Thank you for your considered reflections. You rightly note that various ecclesial communities articulate differing conceptions of the Church’s nature and unity. However, from a Catholic perspective, the Church founded by Christ “subsists in the Catholic Church, which is governed by the successor of Peter and by the Bishops in communion with him” (Lumen Gentium, §8). This formulation affirms that while elements of sanctification and truth exist outside her visible structure, the fullness of Christ’s Church remains uniquely and enduringly present in the Catholic communion.

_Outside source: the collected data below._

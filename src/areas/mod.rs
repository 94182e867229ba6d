//! History engine components
//!
//! The stateful parts of the engine, leaves first:
//!
//! - `producer`: the contract the engine needs from a history source
//! - `git`: that contract on top of the `git` command line
//! - `session`: live log streams with their ancestry graph
//! - `model`: the loaded and visible commit sequences and the selection
//! - `refs`: commit labels derived from refs and the head
//! - `local_changes`: the unstaged and staged pseudo-rows
//! - `diff_cache`: generation-guarded diff slots
//! - `watcher`: filesystem-driven auto-reload
//! - `executor`: the single-owner callback queue
//! - `controller`: ties everything together

pub mod controller;
pub mod diff_cache;
pub mod executor;
pub mod git;
pub mod local_changes;
pub mod model;
pub mod producer;
pub mod refs;
pub mod session;
pub mod watcher;

#[cfg(test)]
pub(crate) mod testing;
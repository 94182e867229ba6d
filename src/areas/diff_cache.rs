//! Diff cache slots
//!
//! A [`DiffSlot`] holds one diff and the bookkeeping for loading it: at most
//! one load runs per slot, and a load only lands if the slot's generation is
//! unchanged since it started. `reset` bumps the generation, so anything still
//! in flight at that point is dropped on completion.
//!
//! [`CommitDiffCache`] keys slots by commit hash and evicts the oldest inserted
//! slot once its capacity is reached.

use crate::artifacts::diff::display::{PreparedDiff, prepare_diff_display};
use crate::artifacts::objects::object_id::ObjectId;
use crate::error::{EngineError, Result};
use parking_lot::Mutex;
use std::collections::{HashMap, VecDeque};
use std::sync::Arc;

/// Independent copy of a slot's state
#[derive(Debug, Clone, Default, PartialEq, Eq)]
pub struct DiffSnapshot {
    pub ready: bool,
    pub loading: bool,
    pub generation: u64,
    pub diff: PreparedDiff,
    pub error: Option<String>,
}

#[derive(Debug, Default)]
pub struct DiffSlot {
    state: Mutex<DiffSnapshot>,
}

impl DiffSlot {
    pub fn new() -> Self {
        Self::default()
    }

    /// Claim the slot for a load
    ///
    /// # Returns
    ///
    /// The generation the load must report back with, and whether the caller
    /// should actually start it. A slot that is already loading, or holds a
    /// diff and is not forced, is left alone. A slot holding an error is
    /// always retried.
    pub fn start_loading(&self, force: bool) -> (u64, bool) {
        let mut state = self.state.lock();
        let settled = state.ready && state.error.is_none();
        if state.loading || (settled && !force) {
            return (state.generation, false);
        }

        state.loading = true;
        (state.generation, true)
    }

    /// Land the result of a load started at `generation`
    ///
    /// Fails with `StaleGeneration`, leaving the slot untouched, when the slot
    /// was reset in the meantime.
    pub fn finish(&self, generation: u64, result: Result<String>) -> Result<()> {
        let mut state = self.state.lock();
        if state.generation != generation {
            return Err(EngineError::StaleGeneration {
                started: generation,
                current: state.generation,
            });
        }

        state.loading = false;
        state.ready = true;
        match result {
            Ok(text) => {
                state.diff = prepare_diff_display(&text);
                state.error = None;
            }
            Err(error) => {
                state.diff = PreparedDiff::default();
                state.error = Some(error.to_string());
            }
        }

        Ok(())
    }

    /// Release a load started at `generation` without landing a result
    pub fn abandon(&self, generation: u64) {
        let mut state = self.state.lock();
        if state.generation == generation {
            state.loading = false;
        }
    }

    pub fn reset(&self) {
        let mut state = self.state.lock();
        let generation = state.generation + 1;
        *state = DiffSnapshot {
            generation,
            ..DiffSnapshot::default()
        };
    }

    pub fn generation(&self) -> u64 {
        self.state.lock().generation
    }

    pub fn is_ready(&self) -> bool {
        self.state.lock().ready
    }

    pub fn snapshot(&self) -> DiffSnapshot {
        self.state.lock().clone()
    }
}

#[derive(Debug, Default)]
struct CacheState {
    slots: HashMap<ObjectId, Arc<DiffSlot>>,
    order: VecDeque<ObjectId>,
}

/// Commit diff slots keyed by hash
#[derive(Debug)]
pub struct CommitDiffCache {
    capacity: usize,
    state: Mutex<CacheState>,
}

impl CommitDiffCache {
    pub fn new(capacity: usize) -> Self {
        CommitDiffCache {
            capacity: capacity.max(1),
            state: Mutex::new(CacheState::default()),
        }
    }

    /// Slot for `oid`, created (and an old slot evicted) when missing
    pub fn slot(&self, oid: &ObjectId) -> Arc<DiffSlot> {
        let mut state = self.state.lock();
        if let Some(slot) = state.slots.get(oid) {
            return slot.clone();
        }

        while state.order.len() >= self.capacity {
            let Some(evicted) = state.order.pop_front() else {
                break;
            };
            state.slots.remove(&evicted);
        }

        let slot = Arc::new(DiffSlot::new());
        state.slots.insert(oid.clone(), slot.clone());
        state.order.push_back(oid.clone());
        slot
    }

    pub fn get(&self, oid: &ObjectId) -> Option<Arc<DiffSlot>> {
        self.state.lock().slots.get(oid).cloned()
    }

    pub fn clear(&self) {
        let mut state = self.state.lock();
        for slot in state.slots.values() {
            slot.reset();
        }
        state.slots.clear();
        state.order.clear();
    }

    pub fn len(&self) -> usize {
        self.state.lock().slots.len()
    }

    pub fn is_empty(&self) -> bool {
        self.len() == 0
    }
}
//! Engine error taxonomy
//!
//! Every fallible engine operation returns [`EngineError`]. The variants map
//! one-to-one onto the effects the controller applies:
//!
//! - `NotInitialized`: empty state, no retry
//! - `Transport`: the operation fails and the scan session is closed
//! - `ShortRecord` / `EmptyHash` / `ParseFailure`: protocol errors, never skipped
//! - `StaleGeneration`: an out-of-order completion, dropped silently
//! - `InvalidStart`: no session is created
//! - `WatcherFailure`: auto-reload is disabled

use std::path::PathBuf;

pub type Result<T> = std::result::Result<T, EngineError>;

#[derive(Debug, thiserror::Error)]
pub enum EngineError {
    #[error("no repository is open")]
    NotInitialized,

    #[error("cannot resolve starting revision '{0}'")]
    InvalidStart(String),

    #[error("{command} failed: {stderr}")]
    Transport { command: String, stderr: String },

    #[error("log record has {0} lines, expected at least 8")]
    ShortRecord(usize),

    #[error("log record has an empty hash")]
    EmptyHash,

    #[error("cannot parse producer output: {0}")]
    ParseFailure(String),

    #[error("result for generation {started} arrived after generation {current}")]
    StaleGeneration { started: u64, current: u64 },

    #[error("cannot watch {path:?}: {reason}")]
    WatcherFailure { path: PathBuf, reason: String },

    #[error(transparent)]
    Io(#[from] std::io::Error),
}

impl EngineError {
    pub fn transport(command: impl Into<String>, stderr: impl Into<String>) -> Self {
        EngineError::Transport {
            command: command.into(),
            stderr: stderr.into(),
        }
    }

    /// Errors that never reach the status line.
    pub fn is_silent(&self) -> bool {
        matches!(self, EngineError::StaleGeneration { .. })
    }
}
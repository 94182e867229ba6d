use assert_fs::TempDir;
use common::command::{
    empty_repository_dir, init_repository_dir, repository_dir, rev_parse, run_bitview_command,
    run_git_command,
};
use common::file::{FileSpec, write_file};
use predicates::prelude::{PredicateBooleanExt, predicate};
use rstest::rstest;

mod common;

#[rstest]
fn history_is_listed_newest_first_with_labels(
    init_repository_dir: TempDir,
) -> Result<(), Box<dyn std::error::Error>> {
    let dir = init_repository_dir.path();
    let head = rev_parse(dir, "HEAD")?;
    let first = rev_parse(dir, "HEAD~1")?;
    let expected = format!(
        "  * {}  2023-01-01  Add nested file (HEAD -> main, main)\n  * {}  2023-01-01  Initial commit\n",
        &head[..7],
        &first[..7]
    );

    run_bitview_command(dir, &[])
        .assert()
        .success()
        .stdout(expected);

    Ok(())
}

#[rstest]
fn repository_path_can_be_given_explicitly(
    init_repository_dir: TempDir,
    repository_dir: TempDir,
) -> Result<(), Box<dyn std::error::Error>> {
    let nested = init_repository_dir.path().join("a").join("b");

    run_bitview_command(repository_dir.path(), &[nested.to_str().ok_or("non-utf8 path")?])
        .assert()
        .success()
        .stdout(predicate::str::contains("Add nested file (HEAD -> main, main)"));

    Ok(())
}

#[rstest]
fn tags_and_other_branches_decorate_their_commits(init_repository_dir: TempDir) {
    let dir = init_repository_dir.path();
    run_git_command(dir, &["branch", "feature", "HEAD~1"])
        .assert()
        .success();
    run_git_command(dir, &["tag", "-a", "v1", "-m", "First release", "HEAD~1"])
        .assert()
        .success();

    run_bitview_command(dir, &[])
        .assert()
        .success()
        .stdout(predicate::str::contains(
            "Initial commit (feature, tag: v1)",
        ));
}

#[rstest]
fn opening_outside_a_repository_fails(repository_dir: TempDir) {
    run_bitview_command(repository_dir.path(), &[])
        .assert()
        .failure()
        .stderr(predicate::str::contains("Failed to open repository"));
}

#[rstest]
fn empty_repository_lists_no_commits(empty_repository_dir: TempDir) {
    run_bitview_command(empty_repository_dir.path(), &[])
        .assert()
        .success()
        .stdout("No commits\n");
}

#[rstest]
fn limit_loads_one_batch(init_repository_dir: TempDir) {
    run_bitview_command(init_repository_dir.path(), &["--limit", "1"])
        .assert()
        .success()
        .stdout(
            predicate::str::contains("Add nested file")
                .and(predicate::str::contains("Initial commit").not())
                .and(predicate::str::ends_with("...\n")),
        );
}

#[rstest]
fn filter_keeps_matching_commits(init_repository_dir: TempDir) {
    run_bitview_command(init_repository_dir.path(), &["--filter", "NESTED"])
        .assert()
        .success()
        .stdout(
            predicate::str::contains("Add nested file")
                .and(predicate::str::contains("Initial commit").not()),
        );
}

#[rstest]
fn pending_changes_appear_above_the_history(init_repository_dir: TempDir) {
    let dir = init_repository_dir.path();
    write_file(FileSpec::new(dir.join("1.txt"), "staged\n".to_string()));
    run_git_command(dir, &["add", "1.txt"]).assert().success();
    write_file(FileSpec::new(dir.join("a").join("2.txt"), "unstaged\n".to_string()));

    run_bitview_command(dir, &[])
        .assert()
        .success()
        .stdout(predicate::str::starts_with(
            "  Unstaged changes\n  Staged changes\n  * ",
        ));
}

#[rstest]
fn show_staged_prints_the_index_diff(init_repository_dir: TempDir) {
    let dir = init_repository_dir.path();
    write_file(FileSpec::new(dir.join("1.txt"), "staged\n".to_string()));
    run_git_command(dir, &["add", "1.txt"]).assert().success();

    run_bitview_command(dir, &["--show", "staged"])
        .assert()
        .success()
        .stdout(
            predicate::str::contains("> Staged changes\n")
                .and(predicate::str::contains(
                    "Staged changes\n\ndiff --git a/1.txt b/1.txt\n",
                ))
                .and(predicate::str::contains("\n-one\n+staged\n")),
        );
}

#[rstest]
fn show_unstaged_on_a_clean_tree_reports_no_changes(init_repository_dir: TempDir) {
    run_bitview_command(init_repository_dir.path(), &["--show", "unstaged"])
        .assert()
        .success()
        .stdout(predicate::str::ends_with("Unstaged changes\n\nNo changes\n"));
}

#[rstest]
fn show_commit_prints_header_and_diff(
    init_repository_dir: TempDir,
) -> Result<(), Box<dyn std::error::Error>> {
    let dir = init_repository_dir.path();
    let first = rev_parse(dir, "HEAD~1")?;

    run_bitview_command(dir, &["--show", &first[..10]])
        .assert()
        .success()
        .stdout(
            predicate::str::contains(format!("> * {}", &first[..7]))
                .and(predicate::str::contains(format!("commit {first}\n")))
                .and(predicate::str::contains("\n    Initial commit\n"))
                .and(predicate::str::contains(
                    "diff --git a/1.txt b/1.txt\nnew file mode 100644\n",
                ))
                .and(predicate::str::contains("3.txt").not()),
        );

    Ok(())
}

#[rstest]
fn show_unknown_commit_fails(init_repository_dir: TempDir) {
    run_bitview_command(init_repository_dir.path(), &["--show", "ffffffffff"])
        .assert()
        .failure()
        .stderr(predicate::str::contains("unknown revision 'ffffffffff'"));
}

#[rstest]
fn switch_checks_out_the_branch_before_listing(init_repository_dir: TempDir) {
    let dir = init_repository_dir.path();
    run_git_command(dir, &["branch", "feature", "HEAD~1"])
        .assert()
        .success();

    run_bitview_command(dir, &["--switch", "feature"])
        .assert()
        .success()
        .stdout(
            predicate::str::contains("Initial commit (HEAD -> feature, feature)")
                .and(predicate::str::contains("Add nested file").not()),
        );
    run_git_command(dir, &["symbolic-ref", "--short", "HEAD"])
        .assert()
        .success()
        .stdout("feature\n");
}

#[rstest]
fn switch_to_an_invalid_branch_name_fails(init_repository_dir: TempDir) {
    run_bitview_command(init_repository_dir.path(), &["--switch", "bad..name"])
        .assert()
        .failure()
        .stderr(predicate::str::contains("Failed to switch branch"));
}
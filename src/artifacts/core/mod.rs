//! Core utilities and shared types
//!
//! - `debounce`: one-shot timers collapsing bursts of triggers
//! - `pager`: output sink for the rendered history (pager or plain stdout)

pub mod debounce;
pub mod pager;
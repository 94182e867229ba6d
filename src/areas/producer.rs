//! History producer contract
//!
//! The engine never reads repository storage itself. Everything it shows comes
//! from a [`Producer`]: a commit stream, the ref listing, the current head,
//! diff text and a cheap local-change summary. `areas::git` implements it on
//! top of the `git` command line; tests use in-memory producers.

use crate::artifacts::branch::branch_name::BranchName;
use crate::artifacts::branch::refs::Ref;
use crate::artifacts::objects::commit::Commit;
use crate::artifacts::objects::object_id::ObjectId;
use crate::artifacts::status::porcelain::LocalChangeFlags;
use crate::error::Result;
use std::path::{Path, PathBuf};

/// Name shown for a detached or unborn head
pub const HEAD_REF_NAME: &str = "HEAD";

/// A live stream of commits in topological order
pub trait LogStream: Send {
    /// Next commit, or `Ok(None)` at end of stream
    fn next(&mut self) -> Result<Option<Commit>>;

    /// Release the stream; idempotent and bounded in time
    fn close(&mut self);
}

/// The resolved head of the repository
#[derive(Debug, Clone, PartialEq, Eq, Default)]
pub struct HeadState {
    /// `None` on an unborn head
    pub oid: Option<ObjectId>,
    /// Branch the head is attached to, if any
    pub branch: Option<BranchName>,
}

impl HeadState {
    pub fn new(oid: Option<ObjectId>, branch: Option<BranchName>) -> Self {
        HeadState { oid, branch }
    }

    pub fn is_present(&self) -> bool {
        self.oid.is_some()
    }

    /// Branch name, or `HEAD` when detached or unborn
    pub fn display_name(&self) -> String {
        match (&self.oid, &self.branch) {
            (Some(_), Some(branch)) => branch.to_string(),
            _ => HEAD_REF_NAME.to_string(),
        }
    }

    /// Label placed first on the head commit
    pub fn label(&self) -> String {
        match &self.branch {
            Some(branch) => format!("{HEAD_REF_NAME} -> {branch}"),
            None => HEAD_REF_NAME.to_string(),
        }
    }
}

pub trait Producer: Send + Sync {
    /// Root of the open repository, `None` when nothing is open
    fn repo_path(&self) -> Option<PathBuf>;

    /// Open the repository containing `path`, returning its root
    fn open(&self, path: &Path) -> Result<PathBuf>;

    /// Stream commits reachable from `from`
    ///
    /// Fails with `NotInitialized` without a repository and `InvalidStart`
    /// when `from` does not resolve to a commit.
    fn start_log_stream(&self, from: &ObjectId) -> Result<Box<dyn LogStream>>;

    fn head_state(&self) -> Result<HeadState>;

    /// Snapshot of branch, remote and tag refs, tags already peeled
    fn list_refs(&self) -> Result<Vec<Ref>>;

    /// Unified diff of `oid` against `parent`, or against the empty tree
    fn commit_diff_text(&self, oid: &ObjectId, parent: Option<&ObjectId>) -> Result<String>;

    /// Unified diff of uncommitted changes, index side when `staged`
    fn worktree_diff_text(&self, staged: bool) -> Result<String>;

    fn local_changes_status(&self) -> Result<LocalChangeFlags>;

    fn switch_branch(&self, name: &BranchName) -> Result<()>;
}
//! Local change detection
//!
//! - `porcelain`: fold the producer's porcelain status into worktree/staged flags

pub mod porcelain;
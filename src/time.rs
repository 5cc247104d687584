use chrono::{DateTime, Duration, Utc};
use std::fmt;

/// Epoch values with more digits than this are not epoch-minutes.
pub const MAX_MINUTE_DIGITS: usize = 9;

/// Epoch values with at least this many digits are milliseconds.
const MILLIS_DIGITS: usize = 13;

/// Convert a timestamp to whole minutes since the Unix epoch, the unit the
/// read API takes for `from_date`.
pub fn epoch_minutes(dt: DateTime<Utc>) -> i64 {
    dt.timestamp().div_euclid(60)
}

/// Coerce a caller-supplied `from_date` to epoch minutes.
///
/// Up to nine digits is already minutes and is returned unchanged. Ten to
/// twelve digits is read as epoch seconds, thirteen or more as epoch
/// milliseconds. Non-numeric input is returned unchanged.
pub fn coerce_epoch_minutes(raw: &str) -> String {
    let raw = raw.trim();
    if raw.len() <= MAX_MINUTE_DIGITS {
        return raw.to_string();
    }
    let Ok(value) = raw.parse::<i64>() else {
        return raw.to_string();
    };
    let divisor = if raw.trim_start_matches('-').len() >= MILLIS_DIGITS {
        60_000
    } else {
        60
    };
    value.div_euclid(divisor).to_string()
}

/// A pseudo-unique reference id taken from the clock.
pub fn reference_id_now() -> String {
    Utc::now().timestamp().to_string()
}

/// Length of a video as reported by the API (milliseconds).
#[derive(Debug, Clone, Copy, PartialEq, Eq, PartialOrd, Ord)]
pub struct VideoLength(Duration);

impl VideoLength {
    pub fn from_millis(ms: i64) -> Self {
        VideoLength(Duration::milliseconds(ms))
    }

    /// Get the length in whole seconds
    pub fn seconds(&self) -> i64 {
        self.0.num_seconds()
    }

    /// Get the length in milliseconds
    pub fn millis(&self) -> i64 {
        self.0.num_milliseconds()
    }
}

/// Formats as `h:mm:ss` when at least an hour long, `m:ss` otherwise.
impl fmt::Display for VideoLength {
    fn fmt(&self, f: &mut fmt::Formatter<'_>) -> fmt::Result {
        let total = self.seconds().max(0);
        let (hours, minutes, seconds) = (total / 3600, (total % 3600) / 60, total % 60);
        if hours > 0 {
            write!(f, "{}:{:02}:{:02}", hours, minutes, seconds)
        } else {
            write!(f, "{}:{:02}", minutes, seconds)
        }
    }
}
use indexmap::IndexMap;
use serde_json::Value;

/// Video tags split into plain tags and `key=value` groups.
///
/// `["hd", "genre=drama", "genre = crime"]` parses to the plain tag `hd` and
/// the group `genre => [drama, crime]`.
#[derive(Debug, Clone, Default, PartialEq, Eq)]
pub struct TagSet {
    pub plain: Vec<String>,
    pub groups: IndexMap<String, Vec<String>>,
}

impl TagSet {
    pub fn parse<S: AsRef<str>>(tags: &[S]) -> Self {
        let mut set = TagSet::default();
        for tag in tags {
            let tag = tag.as_ref();
            match tag.split_once('=') {
                Some((key, value)) => set
                    .groups
                    .entry(key.trim().to_string())
                    .or_default()
                    .push(value.trim().to_string()),
                None => set.plain.push(tag.to_string()),
            }
        }
        set
    }

    /// Parse the `tags` array of a video object
    pub fn from_video(video: &Value) -> Self {
        let tags: Vec<&str> = video_tags(video).collect();
        TagSet::parse(&tags)
    }

    /// First value of a group
    pub fn get(&self, key: &str) -> Option<&str> {
        self.groups.get(key).and_then(|values| values.first()).map(String::as_str)
    }
}

fn video_tags(video: &Value) -> impl Iterator<Item = &str> {
    video
        .get("tags")
        .and_then(Value::as_array)
        .into_iter()
        .flatten()
        .filter_map(Value::as_str)
}

/// Keep the videos carrying at least one of the comma-separated `tags`.
pub fn filter_by_tags(videos: &[Value], tags: &str) -> Vec<Value> {
    let wanted: Vec<&str> = tags.split(',').map(str::trim).filter(|t| !t.is_empty()).collect();
    videos
        .iter()
        .filter(|video| video_tags(video).any(|tag| wanted.contains(&tag)))
        .cloned()
        .collect()
}
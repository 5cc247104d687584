//! JSON decoding that keeps large numeric identifiers intact.
//!
//! Media and playlist ids issued by the service routinely exceed 2^53, so a
//! consumer that parses them as binary floating point silently corrupts them.
//! Before parsing, every bare integer literal of [`MIN_PROTECTED_DIGITS`] or
//! more digits outside a string literal (an object value or an array element)
//! is wrapped in quotes. Ids therefore always reach callers
//! as opaque strings and are sent back the same way.

use serde::Serialize;
use serde_json::Value;

/// Integers with at least this many digits are turned into strings.
pub const MIN_PROTECTED_DIGITS: usize = 10;

/// Quote every bare integer literal long enough to lose precision.
///
/// String literals are skipped, so digits inside `"..."` are never touched.
/// Numbers with a fraction or exponent are left alone.
pub fn protect_large_integers(raw: &str) -> String {
    let bytes = raw.as_bytes();
    let mut out = String::with_capacity(raw.len() + 16);
    let mut in_string = false;
    let mut escaped = false;
    let mut last = 0;
    let mut i = 0;

    while i < bytes.len() {
        let b = bytes[i];

        if in_string {
            if escaped {
                escaped = false;
            } else if b == b'\\' {
                escaped = true;
            } else if b == b'"' {
                in_string = false;
            }
            i += 1;
            continue;
        }

        if b == b'"' {
            in_string = true;
            i += 1;
            continue;
        }

        if b == b'-' || b.is_ascii_digit() {
            let start = i;
            let digits_start = if b == b'-' { i + 1 } else { i };
            let mut end = digits_start;
            while end < bytes.len() && bytes[end].is_ascii_digit() {
                end += 1;
            }

            let is_integer = !matches!(bytes.get(end), Some(b'.' | b'e' | b'E'));
            if is_integer && end - digits_start >= MIN_PROTECTED_DIGITS {
                out.push_str(&raw[last..start]);
                out.push('"');
                out.push_str(&raw[start..end]);
                out.push('"');
                last = end;
            }

            // Skip the rest of a float so its exponent digits are not re-scanned.
            i = end.max(i + 1);
            while i < bytes.len() && matches!(bytes[i], b'.' | b'e' | b'E' | b'+' | b'-' | b'0'..=b'9') {
                i += 1;
            }
            continue;
        }

        i += 1;
    }

    out.push_str(&raw[last..]);
    out
}

/// Parse a response body after protecting large integers.
pub fn decode(raw: &str) -> serde_json::Result<Value> {
    serde_json::from_str(&protect_large_integers(raw))
}

/// Serialize a value for the wire.
///
/// Protected identifiers are already strings and go out unchanged.
pub fn encode<T: Serialize>(value: &T) -> serde_json::Result<String> {
    serde_json::to_string(value)
}

#[cfg(test)]
mod tests {
    use super::*;
    use serde_json::json;

    #[test]
    fn test_large_ids_become_strings() {
        let raw = r#"{"id": 123456789012345, "ids": [1234567890123,9876543210987], "n": 42}"#;
        let value = decode(raw).unwrap();
        assert_eq!(value["id"], json!("123456789012345"));
        assert_eq!(value["ids"], json!(["1234567890123", "9876543210987"]));
        assert_eq!(value["n"], json!(42));
    }

    #[test]
    fn test_round_trip_keeps_identifier() {
        let raw = r#"{"items":[{"id":123456789012345}]}"#;
        let value = decode(raw).unwrap();
        let encoded = encode(&value).unwrap();
        let again = decode(&encoded).unwrap();
        assert_eq!(again["items"][0]["id"], json!("123456789012345"));
        assert_eq!(again, value);
    }

    #[test]
    fn test_strings_and_floats_untouched() {
        let raw = r#"{"name":"clip 12345678901","len":1234567890.5,"e":12345678901e2}"#;
        assert_eq!(protect_large_integers(raw), raw);
    }

    #[test]
    fn test_escaped_quotes_inside_strings() {
        let raw = r#"{"s":"a \"12345678901\" b","id":12345678901}"#;
        let value = decode(raw).unwrap();
        assert_eq!(value["s"], json!("a \"12345678901\" b"));
        assert_eq!(value["id"], json!("12345678901"));
    }

    #[test]
    fn test_negative_and_short_numbers() {
        assert_eq!(protect_large_integers("[-12345678901,123]"), r#"["-12345678901",123]"#);
        assert_eq!(protect_large_integers("123456789"), "123456789");
    }
}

The Catholic critique of Protestant ecclesiology is not a dismissal of sincere faith or doctrinal convergence, but a theological response to the revealed structure of the Church. As Dominus Iesus (§16) clarifies, “the ecclesial communities which have not preserved the valid Episcopate and the genuine and integral substance of the Eucharistic mystery are not Churches in the proper sense.” This is not a polemical assertion but a doctrinal distinction rooted in sacramental and apostolic continuity. Unity, in Catholic understanding, is not merely mutual recognition but visible communion in faith, sacraments, and governance.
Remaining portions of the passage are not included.